2022 marks the centennial year of Peanuts creator Charles M. Schulz, and Peanuts Worldwide is celebrating his legacy by looking at his impact, and celebrating black artists.

In 1968, Schulz made history when he introduced the character of Franklin, the first black member of the Peanuts gang. Peanuts Worldwide has carried on that history-making impact, which includes endowments at two Historically Black Colleges and Universities (HBCUs), Hampton and Howard Universities, to provide scholarships and opportunities for art or animation students.

The endowments are known as “The Armstrong Project” in honor of both Robb Armstrong, a champion of the scholarships, and the groundbreaking character Franklin Armstrong (who got his last name, at Schulz’ request, from Robb Armstrong).
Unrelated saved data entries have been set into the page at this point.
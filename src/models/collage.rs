// Copyright (c) 2025, Jason Jenkins
// SPDX-License-Identifier: BSD-3-Clause

//! The collage of settled prints.
//!
//! Prints are kept in creation order; later prints are drawn on top, so
//! hit-testing walks the list backwards.

use super::drag::DragSession;
use super::photo::{Photo, PhotoId, Point};

/// Settled prints plus the (at most one) print being dragged.
#[derive(Debug, Default)]
pub struct Collage {
    photos: Vec<Photo>,
    drag: Option<DragSession>,
}

impl Collage {
    #[cfg(test)]
    pub fn new() -> Self {
        Self::default()
    }

    pub fn photos(&self) -> &[Photo] {
        &self.photos
    }

    #[cfg(test)]
    pub fn len(&self) -> usize {
        self.photos.len()
    }

    #[cfg(test)]
    pub fn is_empty(&self) -> bool {
        self.photos.is_empty()
    }

    pub fn get(&self, id: PhotoId) -> Option<&Photo> {
        self.photos.iter().find(|photo| photo.id == id)
    }

    /// Append a newly settled print.
    pub fn add(&mut self, photo: Photo) {
        log::info!("Print {} settled, total: {}", photo.id, self.photos.len() + 1);
        self.photos.push(photo);
    }

    /// Move the print with `id` to `position`.
    ///
    /// Returns `false` (and changes nothing) if no print has that id.
    pub fn update_position(&mut self, id: PhotoId, position: Point) -> bool {
        match self.photos.iter_mut().find(|photo| photo.id == id) {
            Some(photo) => {
                photo.position = position;
                true
            }
            None => false,
        }
    }

    /// Top-most print under `point`.
    pub fn hit_test(&self, point: Point) -> Option<PhotoId> {
        self.photos
            .iter()
            .rev()
            .find(|photo| photo.contains(point))
            .map(|photo| photo.id)
    }

    /// Print currently being dragged.
    pub fn dragging(&self) -> Option<PhotoId> {
        self.drag.map(|drag| drag.photo())
    }

    /// Pointer pressed at `pointer`: grab the top-most print under it.
    pub fn begin_drag(&mut self, pointer: Point) -> Option<PhotoId> {
        let id = self.hit_test(pointer)?;
        let origin = self.get(id)?.position;
        self.drag = Some(DragSession::begin(id, origin, pointer));
        log::debug!("Started dragging print {}", id);
        Some(id)
    }

    /// Pointer moved to `pointer`: move the grabbed print, if any.
    pub fn drag_to(&mut self, pointer: Point) {
        if let Some(drag) = self.drag {
            self.update_position(drag.photo(), drag.position_for(pointer));
        }
    }

    /// Pointer released: drop the grabbed print.
    pub fn end_drag(&mut self) {
        if let Some(drag) = self.drag.take() {
            log::debug!("Stopped dragging print {}", drag.photo());
        }
    }
}

#[cfg(test)]
mod tests {
    use super::*;
    use crate::io::snapshot::Snapshot;
    use crate::models::photo::PhotoIdGenerator;
    use std::sync::Arc;
    use std::time::{Duration, UNIX_EPOCH};

    fn snapshot() -> Arc<Snapshot> {
        Arc::new(Snapshot::from_png(2, 2, vec![1, 2, 3]))
    }

    fn collage_with(positions: &[(f32, f32, f32)]) -> (Collage, Vec<PhotoId>) {
        let mut ids = PhotoIdGenerator::new();
        let mut collage = Collage::new();
        let mut created = Vec::new();
        for (i, &(x, y, rotation)) in positions.iter().enumerate() {
            let id = ids.next(UNIX_EPOCH + Duration::from_millis(i as u64));
            collage.add(Photo::new(id, snapshot(), Point::new(x, y), rotation));
            created.push(id);
        }
        (collage, created)
    }

    #[test]
    fn test_update_position_only_touches_target() {
        let (mut collage, ids) = collage_with(&[(0.0, 0.0, 1.5), (300.0, 0.0, -2.0)]);

        assert!(collage.update_position(ids[0], Point::new(50.0, 60.0)));

        let first = collage.get(ids[0]).unwrap();
        let second = collage.get(ids[1]).unwrap();
        assert_eq!(first.position, Point::new(50.0, 60.0));
        assert_eq!(first.rotation, 1.5);
        assert_eq!(second.position, Point::new(300.0, 0.0));
        assert_eq!(second.rotation, -2.0);
    }

    #[test]
    fn test_update_unknown_id_is_noop() {
        let (mut collage, _) = collage_with(&[(10.0, 10.0, 0.0)]);
        let stranger = PhotoIdGenerator::new().next(UNIX_EPOCH + Duration::from_secs(99));

        assert!(!collage.update_position(stranger, Point::new(1.0, 1.0)));
        assert_eq!(collage.photos()[0].position, Point::new(10.0, 10.0));
    }

    #[test]
    fn test_hit_test_prefers_top_print() {
        let (collage, ids) = collage_with(&[(0.0, 0.0, 0.0), (100.0, 0.0, 0.0)]);

        assert_eq!(collage.hit_test(Point::new(150.0, 100.0)), Some(ids[1]));
        assert_eq!(collage.hit_test(Point::new(50.0, 100.0)), Some(ids[0]));
        assert_eq!(collage.hit_test(Point::new(500.0, 500.0)), None);
    }

    #[test]
    fn test_drag_follows_pointer_minus_offset() {
        let (mut collage, ids) = collage_with(&[(120.0, 380.0, 3.0)]);

        assert_eq!(collage.begin_drag(Point::new(130.0, 400.0)), Some(ids[0]));
        assert_eq!(collage.dragging(), Some(ids[0]));

        for &(px, py) in &[(131.0, 401.0), (700.0, 20.0), (-50.0, 900.0)] {
            collage.drag_to(Point::new(px, py));
            assert_eq!(collage.photos()[0].position, Point::new(px - 10.0, py - 20.0));
        }
        assert_eq!(collage.photos()[0].rotation, 3.0);

        collage.end_drag();
        assert_eq!(collage.dragging(), None);

        // Moves after release leave the print alone
        collage.drag_to(Point::new(0.0, 0.0));
        assert_eq!(collage.photos()[0].position, Point::new(-60.0, 880.0));
    }

    #[test]
    fn test_drag_only_moves_grabbed_print() {
        let (mut collage, ids) = collage_with(&[(0.0, 0.0, 0.0), (400.0, 0.0, -4.0)]);

        collage.begin_drag(Point::new(450.0, 50.0));
        collage.drag_to(Point::new(10.0, 10.0));
        collage.end_drag();

        assert_eq!(collage.get(ids[0]).unwrap().position, Point::new(0.0, 0.0));
        assert_eq!(collage.get(ids[1]).unwrap().position, Point::new(-40.0, -40.0));
    }

    #[test]
    fn test_press_on_empty_space_does_not_drag() {
        let (mut collage, _) = collage_with(&[(0.0, 0.0, 0.0)]);

        assert_eq!(collage.begin_drag(Point::new(800.0, 800.0)), None);
        collage.drag_to(Point::new(5.0, 5.0));
        assert_eq!(collage.photos()[0].position, Point::new(0.0, 0.0));
    }

    #[test]
    fn test_repeated_drags_start_fresh() {
        let (mut collage, _) = collage_with(&[(0.0, 0.0, 0.0)]);

        collage.begin_drag(Point::new(10.0, 10.0));
        collage.drag_to(Point::new(110.0, 10.0));
        collage.end_drag();

        collage.begin_drag(Point::new(200.0, 100.0));
        collage.drag_to(Point::new(200.0, 150.0));
        collage.end_drag();

        assert_eq!(collage.photos()[0].position, Point::new(100.0, 50.0));
    }
}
This year at San Diego Comic-Con, Peanuts will be presenting a pop-up experience called “All Things Armstrong”, in the Gaslamp (200 J. Street). It will include a special exhibition curated by the Charles M. Schulz Museum exploring the history and significance of Franklin Armstrong, Peanuts’ first Black character. Attendees to the offsite will also be able to view “Inspiring Change: From Franklin Armstrong to The Armstrong Project”, a five-minute video featuring Robb Armstrong and Harriet Glickman, who inspired the creation of the character of Franklin.

There will also be Franklin-themed merch, including a Super7 figure, exclusive enamel pin and keychain from Pintrill, and a custom beach towel exclusive to the con. The activation will be open Thursday, July 21 – Sunday, July 24 from 10am-6pm daily.

There will also be two panels at the offsite, “An Evening with Robb Armstrong” on Thursday, July 21 at 7pm, and “Talking Iconic Black Comic Characters” on Friday, July 22 at 7pm. Both events are limited and first come/first serve — you can visit the offsite for more information on how to attend.

“As we celebrate the 100th anniversary of Sparky’s birth, it is incredibly moving to me to see how he subtly changed the world with his art, his humor, and his humanity,” said Jeannie Schulz, widow of Charles M. Schulz. “He would be beyond thrilled to know that through The Armstrong Project, he will continue to touch lives for years to come.”